== PROBLEM TO SOLVE ==
Using the entries below, output exactly the lines from the one containing "cells (at most" through the final line, both included, and no others.

== SUPPLIED RECORDS ==
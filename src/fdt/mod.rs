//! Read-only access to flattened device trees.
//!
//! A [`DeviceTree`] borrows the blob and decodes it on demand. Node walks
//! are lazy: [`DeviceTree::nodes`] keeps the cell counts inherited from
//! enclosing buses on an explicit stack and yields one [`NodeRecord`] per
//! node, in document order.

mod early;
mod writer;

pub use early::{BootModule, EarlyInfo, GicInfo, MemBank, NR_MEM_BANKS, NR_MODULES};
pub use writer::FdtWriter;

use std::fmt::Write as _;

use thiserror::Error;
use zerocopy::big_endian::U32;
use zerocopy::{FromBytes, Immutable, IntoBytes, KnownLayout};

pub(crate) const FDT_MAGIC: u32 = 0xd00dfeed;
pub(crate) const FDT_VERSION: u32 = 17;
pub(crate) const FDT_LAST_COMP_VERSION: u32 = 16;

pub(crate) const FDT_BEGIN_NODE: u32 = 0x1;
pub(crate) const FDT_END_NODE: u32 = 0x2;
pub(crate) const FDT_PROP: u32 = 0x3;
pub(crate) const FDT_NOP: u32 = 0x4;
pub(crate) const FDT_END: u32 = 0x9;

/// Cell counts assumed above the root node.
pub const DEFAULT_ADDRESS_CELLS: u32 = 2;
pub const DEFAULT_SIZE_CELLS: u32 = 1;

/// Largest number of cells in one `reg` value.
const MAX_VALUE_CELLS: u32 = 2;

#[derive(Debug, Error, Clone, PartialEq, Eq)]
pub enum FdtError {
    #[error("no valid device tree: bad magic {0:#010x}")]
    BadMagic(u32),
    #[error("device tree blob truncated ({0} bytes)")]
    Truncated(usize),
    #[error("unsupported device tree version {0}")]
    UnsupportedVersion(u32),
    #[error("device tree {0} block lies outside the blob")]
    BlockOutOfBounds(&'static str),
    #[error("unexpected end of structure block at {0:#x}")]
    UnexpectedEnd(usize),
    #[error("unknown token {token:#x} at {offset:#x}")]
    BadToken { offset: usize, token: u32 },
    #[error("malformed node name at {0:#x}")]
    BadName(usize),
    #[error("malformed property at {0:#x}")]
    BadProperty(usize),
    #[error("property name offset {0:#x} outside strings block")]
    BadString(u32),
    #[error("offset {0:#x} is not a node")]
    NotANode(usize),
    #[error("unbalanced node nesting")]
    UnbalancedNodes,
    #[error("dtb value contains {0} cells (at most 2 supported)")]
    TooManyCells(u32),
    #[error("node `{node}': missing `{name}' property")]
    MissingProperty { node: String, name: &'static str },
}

== EXERCISE OUTPUT ==
    #[error("dtb value contains {0} cells (at most 2 supported)")]
    TooManyCells(u32),
    #[error("node `{node}': missing `{name}' property")]
    MissingProperty { node: String, name: &'static str },
}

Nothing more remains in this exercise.